Category: teaching

Writing the Introduction to Your Thesis

The introduction is what people will read first – and it’s always important to make a good first impression. In terms of telling the story of your research, the introduction sets up the main themes and lets the reader know what they should expect.

What is the Problem, and Why does it Matter?

This is what the first one or two paragraphs of the introduction should tell the reader.

Usually, the two questions are answered together. In many of the scientific papers you read, you will find that the general context is described in the first couple of sentences, followed by the problem that arises in the context. For both the context and the problem, authors will usually give references to the scientific literature which explain them in more detail.

Example: Context: Older people are more likely to have several chronic illnesses, and they need to take multiple medications. Remembering those medications is difficult. Problem: Older people often have impaired vision, and so need reminders that are easy to see.

You need to make sure that the problem is the one that your thesis actually addresses. Very often, people set out to solve a large problem (e.g., create medication reminders for everyone), only to find that they need to address a smaller problem first (e.g., create a reminder system that is easy to use for people with visual impairment).

As you explain your problem and its context, you will also mention the people for whom the problem matters in particular. In our example, this would be older people with visual impairments.

How did you Solve the Problem?

Usually, there are many ways to address a given problem. This is particularly true in Human Computer Interaction and Health Informatics, which use methods from disciplines that range from Computer Science to Anthropology. By outlining your approach, you tell the reader what kind of paper to expect, with what kind of research traditions you align yourself, and what methods you are likely to use.

Examples:

  • I conducted field research with older people to determine what strategies they use to create easily visible reminders, and distilled the results of my research into design guidelines. (Ethnographic, Design angle)
  • I created an app that automatically recognises medication information from prescriptions and feeds the information into an existing reminder app that is for people with low vision. (Computer Science, Optical Character Recognition (OCR) / Computer Vision)

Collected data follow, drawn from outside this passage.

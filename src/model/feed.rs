//! Feed renderer state: one unit per listing, playback follows the active unit
//!
//! Direct video plays while its unit is active and is paused and rewound
//! when it stops being active. Embedded players load only after a short
//! debounce so that units merely scrolled past never load.

use std::collections::HashMap;
use std::time::{Duration, Instant};

use tokio::sync::mpsc::UnboundedSender;

use crate::config::PlaybackConfig;
use crate::surface::{SimulatedVideo, VideoElement};
use super::listing::{Listing, ListingId, MediaKind};
use super::store::ListingStore;
use super::unit::{LoadPhase, PendingLoad, UnitState};

/// Deferred completions delivered back to the feed
#[derive(Clone, Debug, PartialEq, Eq)]
pub enum FeedMessage {
    EmbedLoadDue { listing: ListingId, ticket: u64 },
}

pub struct FeedState {
    order: Vec<ListingId>,
    units: HashMap<ListingId, UnitState>,
    active: usize,
    next_ticket: u64,
    load_delay: Duration,
    messages: UnboundedSender<FeedMessage>,
}

impl FeedState {
    /// Mount one unit per listing with simulated video elements and make
    /// the first one active.
    pub fn mount(
        store: &ListingStore,
        config: &PlaybackConfig,
        messages: UnboundedSender<FeedMessage>,
    ) -> Self {
        let autoplay = config.autoplay_allowed;
        let muted = config.start_muted;
        Self::mount_with(store, config, messages, |listing| {
            Box::new(SimulatedVideo::new(listing.media.source.clone(), muted, autoplay)) as Box<dyn VideoElement>
        })
    }

    pub fn mount_with<F>(
        store: &ListingStore,
        config: &PlaybackConfig,
        messages: UnboundedSender<FeedMessage>,
        make_video: F,
    ) -> Self
    where
        F: Fn(&Listing) -> Box<dyn VideoElement>,
    {
        let mut order = Vec::with_capacity(store.len());
        let mut units = HashMap::with_capacity(store.len());
        for listing in store.iter() {
            let video = (listing.media.kind == MediaKind::Video).then(|| make_video(listing));
            order.push(listing.id.clone());
            units.insert(listing.id.clone(), UnitState::new(listing, config.start_muted, video));
        }

        let mut feed = Self {
            order,
            units,
            active: 0,
            next_ticket: 0,
            load_delay: config.embed_load_delay(),
            messages,
        };
        feed.activate(0);
        tracing::info!(units = feed.order.len(), "Feed mounted");
        feed
    }

    pub fn active(&self) -> usize {
        self.active
    }

    pub fn len(&self) -> usize {
        self.order.len()
    }

    pub fn is_empty(&self) -> bool {
        self.order.is_empty()
    }

    pub fn unit_at(&self, index: usize) -> Option<&UnitState> {
        self.order.get(index).and_then(|id| self.units.get(id))
    }

    fn unit_at_mut(&mut self, index: usize) -> Option<&mut UnitState> {
        let id = self.order.get(index)?;
        self.units.get_mut(id)
    }

    /// Move playback to the unit at `index`
    pub fn set_active(&mut self, index: usize) {
        if index == self.active || index >= self.order.len() {
            return;
        }
        tracing::info!(from = self.active, to = index, "Active unit changed");
        self.deactivate(self.active);
        self.active = index;
        self.activate(index);
    }

    fn activate(&mut self, index: usize) {
        let ticket = self.next_ticket + 1;
        let delay = self.load_delay;
        let messages = self.messages.clone();
        let Some(unit) = self.unit_at_mut(index) else {
            return;
        };
        unit.active_since = Some(Instant::now());

        match unit.kind {
            MediaKind::Video => {
                if let Some(video) = unit.video.as_mut() {
                    video.set_muted(unit.muted);
                    if let Err(e) = video.play() {
                        // Poster stays up; nothing to surface
                        tracing::debug!(listing = %unit.listing, error = %e, "Autoplay prevented");
                    }
                }
            }
            MediaKind::Embed => {
                unit.cancel_pending();
                let listing = unit.listing.clone();
                let handle = tokio::spawn(async move {
                    tokio::time::sleep(delay).await;
                    let _ = messages.send(FeedMessage::EmbedLoadDue { listing, ticket });
                });
                unit.pending = Some(PendingLoad { ticket, handle });
                unit.load = LoadPhase::Loading;
                self.next_ticket = ticket;
            }
            MediaKind::Image => {}
        }
    }

    fn deactivate(&mut self, index: usize) {
        let Some(unit) = self.unit_at_mut(index) else {
            return;
        };
        unit.active_since = None;

        match unit.kind {
            MediaKind::Video => {
                if let Some(video) = unit.video.as_mut() {
                    video.pause();
                    video.seek(Duration::ZERO);
                }
            }
            MediaKind::Embed => {
                unit.cancel_pending();
                unit.load = LoadPhase::NotLoaded;
            }
            MediaKind::Image => {}
        }
    }

    /// Apply a deferred completion. Returns whether it changed anything;
    /// completions for a unit that has since been deactivated are dropped.
    pub fn handle_message(&mut self, message: FeedMessage) -> bool {
        match message {
            FeedMessage::EmbedLoadDue { listing, ticket } => {
                let Some(unit) = self.units.get_mut(&listing) else {
                    return false;
                };
                let current = unit.pending.as_ref().map(|p| p.ticket);
                if current != Some(ticket) || unit.load != LoadPhase::Loading {
                    tracing::debug!(%listing, ticket, "Stale embed load ignored");
                    return false;
                }
                unit.pending = None;
                unit.load = LoadPhase::Loaded;
                tracing::info!(%listing, "Embedded player loaded");
                true
            }
        }
    }

    pub fn toggle_like(&mut self, index: usize) -> Option<(bool, u32)> {
        let unit = self.unit_at_mut(index)?;
        unit.toggle_like();
        tracing::debug!(listing = %unit.listing, liked = unit.liked, likes = unit.likes, "Like toggled");
        Some((unit.liked, unit.likes))
    }

    pub fn toggle_mute(&mut self, index: usize) -> Option<bool> {
        let unit = self.unit_at_mut(index)?;
        if !unit.toggle_mute() {
            return None;
        }
        tracing::debug!(listing = %unit.listing, muted = unit.muted, "Mute toggled");
        Some(unit.muted)
    }

    /// Tear every unit down: pending loads are cancelled, video stops
    pub fn unmount(&mut self) {
        self.deactivate(self.active);
        for unit in self.units.values_mut() {
            unit.cancel_pending();
        }
        self.units.clear();
        self.order.clear();
        self.active = 0;
        tracing::info!("Feed unmounted");
    }
}

#[cfg(test)]
mod tests {
    use super::*;
    use crate::model::fixtures::mixed_store;
    use std::sync::{Arc, Mutex};
    use tokio::sync::mpsc;

    const EMBED: usize = 0;
    const VIDEO: usize = 1;
    const IMAGE: usize = 2;

    fn mounted(config: &PlaybackConfig) -> (FeedState, mpsc::UnboundedReceiver<FeedMessage>) {
        let (tx, rx) = mpsc::unbounded_channel();
        (FeedState::mount(&mixed_store(), config, tx), rx)
    }

    #[derive(Default)]
    struct Calls(Vec<&'static str>);

    /// Video element that records what the feed asked of it
    struct RecordingVideo {
        calls: Arc<Mutex<Calls>>,
        muted: bool,
        playing: bool,
        reject: bool,
    }

    impl VideoElement for RecordingVideo {
        fn play(&mut self) -> anyhow::Result<()> {
            self.calls.lock().unwrap().0.push("play");
            if self.reject {
                anyhow::bail!("NotAllowedError");
            }
            self.playing = true;
            Ok(())
        }
        fn pause(&mut self) {
            self.calls.lock().unwrap().0.push("pause");
            self.playing = false;
        }
        fn seek(&mut self, position: Duration) {
            assert_eq!(position, Duration::ZERO);
            self.calls.lock().unwrap().0.push("seek0");
        }
        fn set_muted(&mut self, muted: bool) {
            self.muted = muted;
        }
        fn is_muted(&self) -> bool {
            self.muted
        }
        fn is_playing(&self) -> bool {
            self.playing
        }
        fn position(&self) -> Duration {
            Duration::ZERO
        }
    }

    fn recording(reject: bool) -> (FeedState, Arc<Mutex<Calls>>) {
        let calls = Arc::new(Mutex::new(Calls::default()));
        let (tx, _rx) = mpsc::unbounded_channel();
        let shared = calls.clone();
        let feed = FeedState::mount_with(&mixed_store(), &PlaybackConfig::default(), tx, move |_| {
            Box::new(RecordingVideo {
                calls: shared.clone(),
                muted: true,
                playing: false,
                reject,
            }) as Box<dyn VideoElement>
        });
        (feed, calls)
    }

    #[tokio::test]
    async fn first_unit_is_active_on_mount() {
        let (feed, _rx) = mounted(&PlaybackConfig::default());
        assert_eq!(feed.active(), 0);
        assert!(feed.unit_at(EMBED).unwrap().is_active());
        assert_eq!(feed.unit_at(EMBED).unwrap().load, LoadPhase::Loading);
        assert!(!feed.unit_at(VIDEO).unwrap().is_active());
    }

    #[tokio::test(start_paused = true)]
    async fn embed_loads_after_debounce() {
        let (mut feed, mut rx) = mounted(&PlaybackConfig::default());
        assert!(rx.try_recv().is_err());

        tokio::time::sleep(Duration::from_millis(150)).await;
        let message = rx.try_recv().unwrap();
        assert!(feed.handle_message(message));
        assert_eq!(feed.unit_at(EMBED).unwrap().load, LoadPhase::Loaded);
    }

    #[tokio::test(start_paused = true)]
    async fn leaving_before_debounce_prevents_load() {
        let (mut feed, mut rx) = mounted(&PlaybackConfig::default());
        feed.set_active(VIDEO);
        assert_eq!(feed.unit_at(EMBED).unwrap().load, LoadPhase::NotLoaded);

        tokio::time::sleep(Duration::from_millis(500)).await;
        assert!(rx.try_recv().is_err());

        // even a completion that slipped through is dropped
        let stale = FeedMessage::EmbedLoadDue {
            listing: ListingId::new("e"),
            ticket: 1,
        };
        assert!(!feed.handle_message(stale));
        assert_eq!(feed.unit_at(EMBED).unwrap().load, LoadPhase::NotLoaded);
    }

    #[tokio::test(start_paused = true)]
    async fn scrolling_back_restarts_debounce() {
        let (mut feed, mut rx) = mounted(&PlaybackConfig::default());
        feed.set_active(VIDEO);
        feed.set_active(EMBED);
        assert_eq!(feed.unit_at(EMBED).unwrap().load, LoadPhase::Loading);

        tokio::time::sleep(Duration::from_millis(150)).await;
        let message = rx.try_recv().unwrap();
        assert_eq!(
            message,
            FeedMessage::EmbedLoadDue {
                listing: ListingId::new("e"),
                ticket: 2,
            }
        );
        assert!(feed.handle_message(message));
        assert!(rx.try_recv().is_err());
    }

    #[tokio::test]
    async fn video_plays_when_active_and_rewinds_when_left() {
        let (mut feed, calls) = recording(false);
        feed.set_active(VIDEO);
        assert!(feed.unit_at(VIDEO).unwrap().is_playing());

        feed.set_active(IMAGE);
        assert!(!feed.unit_at(VIDEO).unwrap().is_playing());
        assert_eq!(calls.lock().unwrap().0, vec!["play", "pause", "seek0"]);
    }

    #[tokio::test]
    async fn autoplay_rejection_is_swallowed() {
        let (mut feed, calls) = recording(true);
        feed.set_active(VIDEO);
        let unit = feed.unit_at(VIDEO).unwrap();
        assert!(unit.is_active());
        assert!(!unit.is_playing());
        assert_eq!(calls.lock().unwrap().0, vec!["play"]);
    }

    #[tokio::test]
    async fn blocked_simulated_video_keeps_poster() {
        let config = PlaybackConfig {
            autoplay_allowed: false,
            ..PlaybackConfig::default()
        };
        let (mut feed, _rx) = mounted(&config);
        feed.set_active(VIDEO);
        assert!(!feed.unit_at(VIDEO).unwrap().is_playing());
    }

    #[tokio::test]
    async fn unmuted_video_stays_unmuted_on_return() {
        let (mut feed, _calls) = recording(false);
        feed.set_active(VIDEO);
        assert_eq!(feed.toggle_mute(VIDEO), Some(false));
        feed.set_active(IMAGE);
        feed.set_active(VIDEO);
        let unit = feed.unit_at(VIDEO).unwrap();
        assert!(!unit.muted);
        assert!(!unit.video.as_ref().unwrap().is_muted());
    }

    #[tokio::test]
    async fn mute_is_per_unit() {
        let (mut feed, _rx) = mounted(&PlaybackConfig::default());
        assert_eq!(feed.toggle_mute(EMBED), Some(false));
        assert!(feed.unit_at(VIDEO).unwrap().muted);
        assert_eq!(feed.toggle_mute(IMAGE), None);
    }

    #[tokio::test]
    async fn likes_are_per_unit() {
        let (mut feed, _rx) = mounted(&PlaybackConfig::default());
        assert_eq!(feed.toggle_like(VIDEO), Some((true, 951)));
        assert_eq!(feed.unit_at(EMBED).unwrap().likes, 1500);
        assert!(!feed.unit_at(EMBED).unwrap().liked);
        assert_eq!(feed.toggle_like(VIDEO), Some((false, 950)));
    }

    #[tokio::test]
    async fn out_of_range_activation_is_ignored() {
        let (mut feed, _rx) = mounted(&PlaybackConfig::default());
        feed.set_active(99);
        assert_eq!(feed.active(), 0);
    }

    #[tokio::test(start_paused = true)]
    async fn unmount_cancels_pending_loads() {
        let (mut feed, mut rx) = mounted(&PlaybackConfig::default());
        feed.unmount();
        assert!(feed.is_empty());
        tokio::time::sleep(Duration::from_millis(500)).await;
        assert!(rx.try_recv().is_err());
    }
}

How are you Building on Previous Work?

Since you are usually not the first person to attempt to solve this problem, there should be plenty of other work you can draw on. While the introduction is not the place to conduct a detailed literature review, you can still let you reader know what the main theoretical approach or methodological approach is that you used. Tools are not methods. Using NVivo is not an analysis methodology, thematic analysis or grounded theory is. Using python with scikit-learn is not a machine learning methodology, support vector machines or recurrent neural networks are.

Does it Work?

Perhaps the biggest misconception in Masters and Honours students is that a solution has to work flawlessly, or an experiment has to confirm a hypothesis, for the thesis to be good. Some bugs are inevitable, sometimes, users turn up their noses at the most lovingly created apps and visualisations, and some experiments just won’t turn out the way you want them to. That’s life. However, you do have to have solid methods in place to determine whether your solution or your app works, whether your experiment was sound, whether the conclusions you draw from your field work and qualitative research are valid. In your introduction, you should state what these methods were, and refer to key papers on the methods.

Examples:

  • I analysed field notes and pictures using grounded theory. Themes were validated through conversation and co-analysis with my supervisor and through discussion with my participants. New themes still emerged from the last piece fieldwork, so I was unable to achieve saturation in the time period available. (Saturation in Grounded Theory means that no new themes come up in your data collection.)
  • I extended an existing OCR solution by using algorithms X, Y, and Z. I trained on data set D and tested my solution with actual prescriptions provided by five older people. The baseline OCR solution outperformed X, Y, and Z.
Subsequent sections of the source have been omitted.